In the future, statistical genetics will reveal more associations between MEVs and traits. Similar to the trend of SNVs, it will be important to validate causality by high-throughput assays. Massively parallel reporter assays are a method for evaluating the cis-regulatory effect of variants using a reporter plasmid74,75,76. Currently, they are used for the evaluation of SNVs and small indels. The use of SVs is challenging due to the limited length of the target sequences that can be inserted into the reporter plasmid. Alu is relatively short, with most being ~300 bp. Therefore, it may not be unrealistic to evaluate the influence of Alu insertions with such a reporter system. However, such a system would be difficult for longer sequences, such as SVA and LINE-1. Another approach is CRISPR-guided genome editing. Middle- to high-throughput CRISPR screens are increasingly applied to evaluate the effects of SNVs77,78,79. Although genome editing was not initially a high-throughput technology, pooled CRISPR perturbation and single-cell analyses have paved the way for more scalable experimental designs80,81. Technological advances, such as more efficient large sequence deletions, are necessary to experimentally evaluate the effects of MEVs and SVs.

In addition to loss-of-function mutations and cis-regulatory effects, proteins encoded by mobile elements may have an impact on disease, particularly cancer82. Although SVA and Alu are noncoding sequences, LINE-1 encodes two proteins, ORF1p and ORF2p. ORF2p exhibits endonuclease activity83 and can be a source of DNA damage84. Since ORF2p is also encoded in fixed copies, which are far more abundant than polymorphic copies in the human genome, it is still unclear whether the unfixed LINE-1 copies are involved in this mode of action; further research is needed.

Precision medicine is one goal of genetics. MEVs that cause monogenic diseases can be a target of clinical treatment.
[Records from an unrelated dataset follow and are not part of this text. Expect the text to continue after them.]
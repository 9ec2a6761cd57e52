//! CLI definition using clap

use clap::{Parser, Subcommand, ValueEnum};
use recyclab_domain::model::{MacrostickiesDataset, TarePolicy};
use recyclab_types::OutputFormat;
use std::path::PathBuf;

/// Which macrostickies dataset pasted data belongs to
#[derive(Clone, Copy, Debug, Default, PartialEq, Eq, ValueEnum)]
pub enum DatasetArg {
    #[default]
    Area,
    Number,
}

impl From<DatasetArg> for MacrostickiesDataset {
    fn from(arg: DatasetArg) -> Self {
        match arg {
            DatasetArg::Area => MacrostickiesDataset::Area,
            DatasetArg::Number => MacrostickiesDataset::Number,
        }
    }
}

#[derive(Parser)]
#[command(name = "recyclab")]
#[command(version)]
#[command(about = "Recyclability laboratory test calculations")]
#[command(long_about = None)]
pub struct Cli {
    #[command(subcommand)]
    pub command: Commands,

    /// Output format (json, table). Uses config value if not specified.
    #[arg(long, short = 'f', global = true)]
    pub format: Option<OutputFormat>,

    /// Verbose output
    #[arg(long, short = 'v', global = true)]
    pub verbose: bool,
}

#[derive(Subcommand)]
pub enum Commands {
    /// Evaluate a lab sheet (TOML or JSON)
    Evaluate {
        /// Path to sheet file
        sheet: PathBuf,

        /// Also export the report to an Excel file
        #[arg(long, short = 'o')]
        export: Option<PathBuf>,

        /// Bone-dry reference mass in g (overrides config)
        #[arg(long)]
        bone_dry_reference: Option<f64>,

        /// Coarse screen sample mass in g (overrides config)
        #[arg(long)]
        coarse_reference: Option<f64>,

        /// Fine screen sample mass in g (overrides config)
        #[arg(long)]
        fine_reference: Option<f64>,
    },

    /// Print a blank lab sheet to fill in
    Template {
        /// Emit JSON instead of TOML
        #[arg(long)]
        json: bool,
    },

    /// Mean / std dev table for pasted macrostickies screening data
    Macrostickies {
        /// File with the pasted Screening 1 / Screening 2 columns
        file: PathBuf,

        /// Dataset the data belongs to
        #[arg(long, short = 'd', value_enum, default_value_t = DatasetArg::Area)]
        dataset: DatasetArg,
    },

    /// Total yield from coarse and fine reject percentages
    Yield {
        /// Coarse reject (%)
        #[arg(long, allow_hyphen_values = true)]
        coarse: f64,

        /// Fine reject (%)
        #[arg(long, allow_hyphen_values = true)]
        fine: f64,
    },

    /// Manage configuration
    Config {
        /// Show current configuration
        #[arg(long)]
        show: bool,

        /// Set default output format
        #[arg(long)]
        set_output: Option<OutputFormat>,

        /// Set bone-dry reference mass (g)
        #[arg(long)]
        set_bone_dry_reference: Option<f64>,

        /// Set coarse screen sample mass (g)
        #[arg(long)]
        set_coarse_reference: Option<f64>,

        /// Set fine screen sample mass (g)
        #[arg(long)]
        set_fine_reference: Option<f64>,

        /// Set coarse tin policy (zero-means-missing, always-subtract)
        #[arg(long)]
        set_coarse_policy: Option<TarePolicy>,

        /// Set fine tin policy (zero-means-missing, always-subtract)
        #[arg(long)]
        set_fine_policy: Option<TarePolicy>,

        /// Set default log level (error, warn, info, debug, trace)
        #[arg(long)]
        set_log_level: Option<String>,

        /// Reset to defaults
        #[arg(long)]
        reset: bool,
    },
}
MEVs in introns occasionally cause aberrant splicing, and such mis-splicing can be restored to normal levels by splicing-switching drugs. For example, antisense oligonucleotides targeting cryptic splicing donor and acceptor sites found in ataxia-telangiectasia patients can restore normal splicing in cell experiments85,86, paving the way for the development of genetic therapies targeting MEVs that cause rare diseases. In the future, the identification of MEVs causing monogenic diseases, the development of treatment options for MEVs, and the identification of MEVs amenable to genetic therapy could be the keys to genome medicine for MEVs.